I have been keeping an eye on the spread of the virus over the past few weeks, and gathered here some information that I hope might answer the following three questions: How worried should we be? What preparations can we make in the next days and weeks, as we watch the virus creep its way ever closer to where our families and communities reside? Are there ways that we can support our immune system and remedies we can have on hand that would be helpful to treat symptoms?

Addressing the last question, I wanted to particularly highlight in this article how effective Chinese herbal formulas can be in treating all phases of viral illness, and share with you some of the strategies being used currently in China. In fact, as of February 10th, The Chinese government announced that all patients with confirmed COVID-19 infection in Wuhan are to use Chinese herbal medicine in combination with Western medicine. Currently doctors of both Western and Chinese medicine are collaborating to treat symptoms, and results reported from Wuhan have been promising (see Resources). We heard similar reports after the SARS epidemic in 2003.

As a long time Chinese herbal practitioner, I have used herbs over and over again to treat viral symptoms, and in my family we have avoided the use of antibiotics for many years. Chinese herbs can be particularly effective for managing respiratory symptoms such as those predominant in the previous SARS and current COVID-19 infections. However, they must be used correctly; formulas must be modified with a change in symptoms, and ideally should be delivered under the care of a qualified Chinese herbalist. But before we talk herbs, let’s address the first two questions.

How worried should we be?

As of today, February 29, 2019, according to official reports there are over 79,000 cases in China, with over 2800 deaths and almost 40,000 recoveries (see Resources). The virus has spread to 46 countries, with China, South Korea, Italy, Japan, and Iran being the hardest hit, but with overall fatalities low at this point. The virus appears to be highly contagious, but with a fatality rate not much higher than the flu. In fact, a recent study posted on February 9th that looked at 1099 patients from 552 hospitals in 31 Chinese provinces showed only a 5% ICU admission rate, and a 1.36% death rate--the equivalent of 1.36 deaths per 100 people with the infection (see Resources). We can compare this to the average fatality rate from influenza at 0.1%, or 1 death per 1000 people.

Rate of contagion is another story. The infection rate of COVID-19 is thought to be on average 2-3 times that of the flu; so if one person gets the virus, they can spread it to between 2-4 people. The majority show symptoms on day 3 after contracting the virus; however, there are also reports of “super spreaders” that can be contagious for days before symptoms emerge, and end up spreading the illness to dozens of other people. In fact, recent studies show that the incubation period can be as long as 24 days. While the first symptom for most (over 85 percent) is a high fever, about twelve percent of those infected do not get fevers and appear to be asymptomatic for 2-14 (and potentially up to 24) days while nevertheless carrying and shedding the virus. For this reason, at this point it is considered largely inevitable that the virus will spread worldwide.

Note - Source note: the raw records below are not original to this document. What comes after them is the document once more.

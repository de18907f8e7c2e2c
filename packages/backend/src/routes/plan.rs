use axum::extract::State;
use axum::response::IntoResponse;
use axum::routing::get;
use axum::{Extension, Router};

use crate::middleware::CurrentUser;
use crate::response::{ok, AppError};
use crate::services::plan;
use crate::state::AppState;
use crate::time::now_ms;

pub fn router() -> Router<AppState> {
    Router::new()
        .route("/", get(overview))
        .route("/tiers", get(tiers))
}

async fn overview(
    State(state): State<AppState>,
    Extension(CurrentUser(user)): Extension<CurrentUser>,
) -> Result<impl IntoResponse, AppError> {
    let overview =
        plan::plan_overview(state.pool(), &user, &state.config().plan_limits, now_ms()).await?;
    Ok(ok(overview))
}

async fn tiers(State(state): State<AppState>) -> impl IntoResponse {
    ok(plan::tier_catalog(&state.config().plan_limits))
}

Also for this reason, the true number of cases is almost definitely far larger than the number that have been officially confirmed by lab tests, and the numbers we are seeing reported through standard media outlets. In fact, biomedical experts using epidemiological models suggest that the infection and fatality numbers are likely up to ten times what is being reported (see Resources). Many additional factors affect accurate case reporting from China, including: data being withheld by the Chinese government; shortage of test kits for the virus; agencies not receiving and reporting infections and fatalities quickly enough; hospitals turning away patients due to overwhelm, including lack of quality hospital care and lack of ICU beds; and people infected and dying in their homes.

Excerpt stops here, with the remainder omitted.